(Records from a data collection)
______

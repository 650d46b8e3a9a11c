// src/util/list_files.rs

use std::fs;
use std::io;
use std::path::{Path, PathBuf};

use thiserror::Error;
use tracing::warn;

#[derive(Debug, Error)]
pub enum ListError {
    #[error("Path '{0}' does not exist.")]
    NotFound(PathBuf),
    #[error("No files found in '{0}'.")]
    Empty(PathBuf),
    #[error("listing '{path}': {source}")]
    Io { path: PathBuf, source: io::Error },
}

/// Names of the plain files directly inside `dir`, sorted. Names that are
/// not valid UTF-8 are skipped, since they could not be joined back onto
/// `dir` from their displayed form.
pub fn list_files(dir: &Path) -> Result<Vec<String>, ListError> {
    if !dir.exists() {
        return Err(ListError::NotFound(dir.to_path_buf()));
    }
    let io_err = |source| ListError::Io { path: dir.to_path_buf(), source };

    let mut out = Vec::new();
    for ent in fs::read_dir(dir).map_err(io_err)? {
        let ent = ent.map_err(io_err)?;
        let p = ent.path();
        if !p.is_file() {
            continue;
        }
        match ent.file_name().into_string() {
            Ok(name) => out.push(name),
            Err(raw) => warn!(dir = %dir.display(), name = ?raw, "skipping file with non UTF-8 name"),
        }
    }
    if out.is_empty() {
        return Err(ListError::Empty(dir.to_path_buf()));
    }
    out.sort();
    Ok(out)
}
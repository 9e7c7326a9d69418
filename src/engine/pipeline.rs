// src/engine/pipeline.rs

//! Sequential stage chain: one call to [`PipelineRunner::run_cycle`] is one
//! cycle.

use std::collections::HashSet;
use std::sync::Arc;

use chrono::Utc;
use tokio::time::Instant;
use tracing::{debug, info, warn};

use crate::engine::cycle::{AbortReason, Cycle, CycleOutcome, Trigger};
use crate::engine::failure::{FailureController, Transition};
use crate::engine::metrics::{MetricsReader, MetricsSnapshot, MetricsStore};
use crate::engine::shutdown::ShutdownCoordinator;
use crate::errors::{PipeloopError, Result};
use crate::stage::result::{StageResult, StageTiming};
use crate::stage::{Stage, StageExecutor};
use crate::types::{FailureKind, FailureState, Payload};

/// Owns the stage list plus the state a cycle updates: metrics and the
/// failure controller.
#[derive(Debug)]
pub struct PipelineRunner {
    stages: Vec<Arc<dyn Stage>>,
    executor: StageExecutor,
    items_key: String,
    metrics: MetricsStore,
    failures: FailureController,
    next_index: u64,
}

impl PipelineRunner {
    /// Rejects an empty list, duplicate names and zero timeouts.
    pub fn new(
        stages: Vec<Arc<dyn Stage>>,
        items_key: impl Into<String>,
        metrics: MetricsStore,
        failures: FailureController,
    ) -> Result<Self> {
        validate_stages(&stages)?;
        Ok(Self {
            stages,
            executor: StageExecutor::new(),
            items_key: items_key.into(),
            metrics,
            failures,
            next_index: 1,
        })
    }

    pub fn stages(&self) -> &[Arc<dyn Stage>] {
        &self.stages
    }

    pub fn metrics_reader(&self) -> MetricsReader {
        self.metrics.reader()
    }

    pub fn snapshot(&self) -> Arc<MetricsSnapshot> {
        self.metrics.snapshot()
    }

    pub fn failure_state(&self) -> FailureState {
        self.failures.state()
    }

    pub fn failures(&self) -> &FailureController {
        &self.failures
    }

    /// Run every stage in order, feeding each output to the next stage.
    ///
    /// Stops at the first failed stage. A shutdown request does not stop the
    /// chain; a forced shutdown abandons the in-flight stage and marks the
    /// cycle aborted. Metrics and the failure controller are updated exactly
    /// once, whatever the outcome. `Err` is returned only for a fatal stage
    /// fault, in which case nothing is recorded.
    pub async fn run_cycle(&mut self, shutdown: &ShutdownCoordinator) -> Result<Cycle> {
        let index = self.next_index;
        self.next_index += 1;

        let started_at = Utc::now();
        let start = Instant::now();
        let trigger = Trigger {
            cycle: index,
            at: started_at,
        };
        let mut input: Payload = serde_json::to_value(&trigger)?;
        let mut results = Vec::with_capacity(self.stages.len());
        let mut outcome = CycleOutcome::Succeeded;

        info!(cycle = index, stages = self.stages.len(), "cycle starting");

        for stage in self.stages.iter() {
            // A graceful request lets the cycle finish; only an expired grace
            // period (or a second request) cuts it short.
            if shutdown.is_forced() {
                warn!(cycle = index, stage = %stage.name(), "forced shutdown; skipping remaining stages");
                outcome = CycleOutcome::Aborted {
                    stage: Some(stage.name().to_string()),
                    reason: AbortReason::Forced,
                };
                break;
            }

            let timing = StageTiming::begin();
            let run = self.executor.run(stage.clone(), input, stage.timeout());
            let result = tokio::select! {
                res = run => res?,
                _ = shutdown.forced() => {
                    warn!(cycle = index, stage = %stage.name(), "forced shutdown; abandoning in-flight stage");
                    results.push(StageResult::failed(
                        stage.name(),
                        timing.finish(),
                        FailureKind::StageError,
                        "abandoned at forced shutdown",
                    ));
                    outcome = CycleOutcome::Aborted {
                        stage: Some(stage.name().to_string()),
                        reason: AbortReason::Forced,
                    };
                    input = Payload::Null;
                    break;
                }
            };

            match (&result.output, &result.failure) {
                (Some(output), _) => {
                    input = output.clone();
                    results.push(result);
                }
                (None, failure) => {
                    let (kind, message) = failure
                        .as_ref()
                        .map(|f| (f.kind, f.message.clone()))
                        .unwrap_or((FailureKind::StageError, String::new()));
                    warn!(
                        cycle = index,
                        stage = %result.stage,
                        kind = %kind,
                        error = %message,
                        "stage failed; aborting cycle"
                    );
                    outcome = CycleOutcome::Failed {
                        stage: result.stage.clone(),
                        kind,
                        message,
                    };
                    results.push(result);
                    input = Payload::Null;
                    break;
                }
            }
        }

        let items_processed = if outcome.is_success() {
            count_items(&input, &self.items_key)
        } else {
            0
        };

        let cycle = Cycle {
            index,
            started_at,
            ended_at: Utc::now(),
            duration: start.elapsed(),
            stages: results,
            outcome,
            items_processed,
        };

        match self.failures.record(&cycle.outcome) {
            Some(Transition::EnteredBackoff {
                consecutive_failures,
            }) => warn!(
                cycle = index,
                consecutive_failures,
                backoff_ms = self.failures.backoff_delay().as_millis() as u64,
                "failure threshold reached; entering backoff"
            ),
            Some(Transition::Recovered { after_failures }) => info!(
                cycle = index,
                after_failures, "cycle succeeded; leaving backoff"
            ),
            None => {}
        }

        self.metrics.record_cycle(
            &cycle,
            self.failures.consecutive_failures(),
            self.failures.state(),
        );

        debug!(
            cycle = index,
            elapsed_ms = cycle.duration.as_millis() as u64,
            outcome = ?cycle.outcome,
            "cycle recorded"
        );

        Ok(cycle)
    }
}

fn validate_stages(stages: &[Arc<dyn Stage>]) -> Result<()> {
    if stages.is_empty() {
        return Err(PipeloopError::InvalidPipeline(
            "pipeline needs at least one stage".to_string(),
        ));
    }
    let mut seen = HashSet::new();
    for stage in stages {
        if !seen.insert(stage.name()) {
            return Err(PipeloopError::InvalidPipeline(format!(
                "duplicate stage name '{}'",
                stage.name()
            )));
        }
        if stage.timeout().is_zero() {
            return Err(PipeloopError::InvalidPipeline(format!(
                "stage '{}' has a zero timeout",
                stage.name()
            )));
        }
    }
    Ok(())
}

/// Items reported by a final payload: an integer at `key` of an object, or
/// the length of an array. Anything else counts as zero.
pub fn count_items(output: &Payload, key: &str) -> u64 {
    match output {
        Payload::Object(map) => map.get(key).and_then(Payload::as_u64).unwrap_or(0),
        Payload::Array(items) => items.len() as u64,
        _ => 0,
    }
}
// src/stage/mod.rs

//! Stage abstraction and execution.
//!
//! A stage is a named unit of work with a timeout that turns one payload into
//! another. The orchestrator only ever sees the [`Stage`] trait; how a stage
//! does its work (in-process future, child process, its own parallel fetches)
//! is private to it.
//!
//! - [`executor`] runs a single stage under its timeout and normalises every
//!   outcome into a [`StageResult`].
//! - [`command`] adapts a shell command into a stage.
//! - [`artifact`] wraps a stage so its output is persisted after success.

use std::fmt;
use std::future::Future;
use std::pin::Pin;
use std::sync::Arc;
use std::time::Duration;

use crate::types::Payload;

pub mod artifact;
pub mod command;
pub mod executor;
pub mod result;

pub use artifact::PersistedStage;
pub use command::CommandStage;
pub use executor::StageExecutor;
pub use result::{StageFailureDetail, StageResult};

/// What a stage invocation resolves to.
pub type StageOutcome = std::result::Result<Payload, StageFailure>;

/// Boxed future returned by [`Stage::execute`].
///
/// The future must be `'static` so the executor can run it on its own task
/// and abort it when the timeout fires.
pub type StageFuture = Pin<Box<dyn Future<Output = StageOutcome> + Send + 'static>>;

/// Failure reported by a stage itself.
///
/// Timeouts are not represented here; the executor produces those.
#[derive(Debug, Clone, PartialEq, Eq)]
pub enum StageFailure {
    /// Expected, recoverable failure. Fails the current cycle only.
    Failed(String),
    /// A bug or broken invariant. Propagates out of the loop and stops the
    /// orchestrator.
    Fatal(String),
}

impl StageFailure {
    pub fn failed(message: impl Into<String>) -> Self {
        StageFailure::Failed(message.into())
    }

    pub fn fatal(message: impl Into<String>) -> Self {
        StageFailure::Fatal(message.into())
    }
}

impl fmt::Display for StageFailure {
    fn fmt(&self, f: &mut fmt::Formatter<'_>) -> fmt::Result {
        match self {
            StageFailure::Failed(msg) => write!(f, "{msg}"),
            StageFailure::Fatal(msg) => write!(f, "fatal: {msg}"),
        }
    }
}

/// A single pipeline stage.
pub trait Stage: Send + Sync + fmt::Debug {
    fn name(&self) -> &str;

    /// Upper bound on one invocation.
    fn timeout(&self) -> Duration;

    /// Turn `input` into the next stage's input.
    fn execute(self: Arc<Self>, input: Payload) -> StageFuture;
}

/// Stage backed by an async closure. Handy for in-process stages and tests.
pub struct FnStage<F> {
    name: String,
    timeout: Duration,
    func: F,
}

impl<F, Fut> FnStage<F>
where
    F: Fn(Payload) -> Fut + Send + Sync + 'static,
    Fut: Future<Output = StageOutcome> + Send + 'static,
{
    pub fn new(name: impl Into<String>, timeout: Duration, func: F) -> Self {
        Self {
            name: name.into(),
            timeout,
            func,
        }
    }
}

impl<F> fmt::Debug for FnStage<F> {
    fn fmt(&self, f: &mut fmt::Formatter<'_>) -> fmt::Result {
        f.debug_struct("FnStage")
            .field("name", &self.name)
            .field("timeout", &self.timeout)
            .finish_non_exhaustive()
    }
}

impl<F, Fut> Stage for FnStage<F>
where
    F: Fn(Payload) -> Fut + Send + Sync + 'static,
    Fut: Future<Output = StageOutcome> + Send + 'static,
{
    fn name(&self) -> &str {
        &self.name
    }

    fn timeout(&self) -> Duration {
        self.timeout
    }

    fn execute(self: Arc<Self>, input: Payload) -> StageFuture {
        Box::pin((self.func)(input))
    }
}

#[cfg(test)]
mod tests {
    use super::*;
    use serde_json::json;

    #[tokio::test]
    async fn fn_stage_passes_input_through_closure() {
        let stage = Arc::new(FnStage::new("double", Duration::from_secs(1), |input| async move {
            let n = input.as_i64().ok_or_else(|| StageFailure::failed("not a number"))?;
            Ok(json!(n * 2))
        }));

        assert_eq!(stage.name(), "double");
        assert_eq!(stage.clone().execute(json!(21)).await, Ok(json!(42)));
        assert_eq!(
            stage.execute(json!("x")).await,
            Err(StageFailure::failed("not a number"))
        );
    }
}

______

▶ [Exercise aim]
Show every line above in which the word "StageFuture" is found.

▶ [Written reply]
pub type StageFuture = Pin<Box<dyn Future<Output = StageOutcome> + Send + 'static>>;
    fn execute(self: Arc<Self>, input: Payload) -> StageFuture;
    fn execute(self: Arc<Self>, input: Payload) -> StageFuture {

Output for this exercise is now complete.